Spinach And Mushroom Pancake

Ingredients:

  • Spinach leaves 2 medium bundles
  • Onion 1 medium sized
  • Garlic 6-8 cloves
  • Mushrooms 100 gms
  • Oil 1 tsp
  • Salt to taste
  • White pepper powder 1/4 tsp
  • Wheat flour(atta) 3/4 cup
  • Skimmed milk 3/4 cup
  • Carom seeds (ajwain) 1/4 tsp

Method:

  • Clean and wash the spinach leaves thoroughly. Drain and chop roughly.
  • Chop onion, garlic and mushrooms.
  • Heat oil in a pan, add garlic, stir roast briefly. Add onion & mushrooms and cook till onions become soft and translucent.
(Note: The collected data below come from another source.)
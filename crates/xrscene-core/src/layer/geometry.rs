// Copyright 2025 eraflo
//
// Licensed under the Apache License, Version 2.0 (the "License");
// you may not use this file except in compliance with the License.
// You may obtain a copy of the License at
//
//     http://www.apache.org/licenses/LICENSE-2.0
//
// Unless required by applicable law or agreed to in writing, software
// distributed under the License is distributed on an "AS IS" BASIS,
// WITHOUT WARRANTIES OR CONDITIONS OF ANY KIND, either express or implied.
// See the License for the specific language governing permissions and
// limitations under the License.

//! Swapchain size and per-view placement for a layer configuration.
//!
//! All views of a configuration share one swapchain. In array mode each view
//! renders into its own array layer at the origin; in double-wide mode the
//! views sit side by side in a single layer that is `view_count` images wide.

use crate::xr::types::{Rect2Di, ViewConfigurationView, Viewport};

use super::config::ProjectionLayerConfig;
use super::error::LayerError;

/// Derived layout of one view configuration.
#[derive(Debug, Clone, PartialEq, Default)]
pub struct LayerGeometry {
    /// Width of one view's image area in pixels.
    pub image_width: u32,
    /// Height of one view's image area in pixels.
    pub image_height: u32,
    /// Samples per pixel of both swapchains.
    pub sample_count: u32,
    /// Horizontal multiplier of the swapchain width, 2 in double-wide mode.
    pub wide_scale: u32,
    /// Array layers of both swapchains.
    pub array_length: u32,
    /// Rasterizer viewport of each view.
    pub viewports: Vec<Viewport>,
    /// Sub-image rectangle of each view, shared by color and depth.
    pub image_rects: Vec<Rect2Di>,
    /// Array layer of each view.
    pub image_array_indices: Vec<u32>,
}

impl LayerGeometry {
    /// Width of the swapchain images.
    pub fn swapchain_width(&self) -> u32 {
        self.image_width * self.wide_scale
    }

    /// Height of the swapchain images.
    pub fn swapchain_height(&self) -> u32 {
        self.image_height
    }
}

/// Computes the layout of `views` under `config`.
///
/// The image area is the largest recommended size across the views, scaled by
/// the configured size scale and rounded up.
/// ## Errors
/// * `LayerError::NoViews` - If `views` is empty or recommends a zero sized image.
pub fn compute_layer_geometry(
    config: &ProjectionLayerConfig,
    views: &[ViewConfigurationView],
) -> Result<LayerGeometry, LayerError> {
    let first = views.first().ok_or(LayerError::NoViews)?;
    let recommended_width = views
        .iter()
        .map(|v| v.recommended_image_rect_width)
        .max()
        .unwrap_or(0);
    let recommended_height = views
        .iter()
        .map(|v| v.recommended_image_rect_height)
        .max()
        .unwrap_or(0);
    if recommended_width == 0 || recommended_height == 0 {
        return Err(LayerError::NoViews);
    }

    let image_width =
        (recommended_width as f32 * config.swapchain_size_scale.width).ceil() as u32;
    let image_height =
        (recommended_height as f32 * config.swapchain_size_scale.height).ceil() as u32;

    let sample_count = if config.sample_count < 1 {
        first.recommended_swapchain_sample_count
    } else {
        config.sample_count
    };

    let view_count = views.len() as u32;
    let mut geometry = LayerGeometry {
        image_width,
        image_height,
        sample_count,
        wide_scale: if config.double_wide { view_count } else { 1 },
        array_length: if config.double_wide { 1 } else { view_count },
        viewports: Vec::with_capacity(views.len()),
        image_rects: Vec::with_capacity(views.len()),
        image_array_indices: Vec::with_capacity(views.len()),
    };

    for view_index in 0..view_count {
        let column_x = image_width * view_index;
        let (viewport_x, rect_x, array_index) = if config.double_wide {
            (column_x as f32 + config.viewport_offset.x, column_x as i32, 0)
        } else {
            (config.viewport_offset.x, 0, view_index)
        };

        geometry.viewports.push(Viewport {
            x: viewport_x,
            y: config.viewport_offset.y,
            width: image_width as f32 * config.viewport_size_scale.width,
            height: image_height as f32 * config.viewport_size_scale.height,
            min_depth: 0.0,
            max_depth: 1.0,
        });
        geometry.image_rects.push(Rect2Di {
            x: rect_x,
            y: 0,
            width: image_width as i32,
            height: image_height as i32,
        });
        geometry.image_array_indices.push(array_index);
    }

    Ok(geometry)
}

#[cfg(test)]
mod tests {
    use super::*;
    use crate::xr::types::{Extent2Df, Offset2Df};

    fn stereo(width: u32, height: u32) -> Vec<ViewConfigurationView> {
        vec![ViewConfigurationView::recommended(width, height); 2]
    }

    #[test]
    fn test_double_wide_places_views_side_by_side() {
        let config = ProjectionLayerConfig {
            double_wide: true,
            ..Default::default()
        };
        let geometry = compute_layer_geometry(&config, &stereo(100, 100)).unwrap();
        let xs: Vec<f32> = geometry.viewports.iter().map(|v| v.x).collect();
        assert_eq!(xs, vec![0.0, 100.0]);
        assert_eq!(geometry.swapchain_width(), 200);
        assert_eq!(geometry.array_length, 1);
        assert_eq!(geometry.image_rects[1].x, 100);
        assert_eq!(geometry.image_array_indices, vec![0, 0]);
    }

    #[test]
    fn test_array_mode_uses_one_layer_per_view() {
        let geometry =
            compute_layer_geometry(&ProjectionLayerConfig::default(), &stereo(100, 80)).unwrap();
        assert_eq!(geometry.image_rects[0].x, 0);
        assert_eq!(geometry.image_rects[1].x, 0);
        assert_eq!(geometry.image_array_indices, vec![0, 1]);
        assert_eq!(geometry.array_length, 2);
        assert_eq!(geometry.swapchain_width(), 100);
        assert_eq!(geometry.swapchain_height(), 80);
    }

    #[test]
    fn test_uses_largest_recommendation_and_rounds_up() {
        let mut views = stereo(100, 100);
        views[1].recommended_image_rect_width = 120;
        views[0].recommended_image_rect_height = 90;
        let config = ProjectionLayerConfig {
            swapchain_size_scale: Extent2Df::new(0.5, 0.333),
            ..Default::default()
        };
        let geometry = compute_layer_geometry(&config, &views).unwrap();
        assert_eq!(geometry.image_width, 60);
        assert_eq!(geometry.image_height, 34);
    }

    #[test]
    fn test_sample_count_falls_back_to_first_view() {
        let mut views = stereo(64, 64);
        views[0].recommended_swapchain_sample_count = 4;
        let geometry = compute_layer_geometry(&ProjectionLayerConfig::default(), &views).unwrap();
        assert_eq!(geometry.sample_count, 4);

        let config = ProjectionLayerConfig {
            sample_count: 2,
            ..Default::default()
        };
        assert_eq!(compute_layer_geometry(&config, &views).unwrap().sample_count, 2);
    }

    #[test]
    fn test_viewport_offset_and_scale() {
        let config = ProjectionLayerConfig {
            double_wide: true,
            viewport_offset: Offset2Df { x: 8.0, y: 4.0 },
            viewport_size_scale: Extent2Df::new(0.5, 0.25),
            ..Default::default()
        };
        let geometry = compute_layer_geometry(&config, &stereo(100, 100)).unwrap();
        let second = geometry.viewports[1];
        assert_eq!((second.x, second.y), (108.0, 4.0));
        assert_eq!((second.width, second.height), (50.0, 25.0));
    }

    #[test]
    fn test_empty_view_list_is_rejected() {
        assert!(matches!(
            compute_layer_geometry(&ProjectionLayerConfig::default(), &[]),
            Err(LayerError::NoViews)
        ));
    }
}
Cook on high heat so that the excess moisture from onions and mushrooms dries to some extent.
  • Add spinach, add salt and white pepper powder, and then cook spinach until all the moisture evaporates. Remove from the fire and divide the spinach mixture into eight equal portions and keep warm.
  • Mix salt with flour and add milk. Whisk well. Add water as required, to make smooth batter of pouring consistency. Strain the batter if there are lumps.
  • Mix in the ajwain and stir well. Rest the batter for at least 15 mins.
  • Heat a non-stick pan. Grease with little oil. Pour half a ladle of batter and spread into a round shape. Cook for half a minute on medium heat, turn over and cook slightly.
  • Spread a portion of cooked spinach on 3/4 portion of the cake and then roll it ensuring that the filling does not spill out.
  • Cook rest of the pancakes in same way. Serve immediately.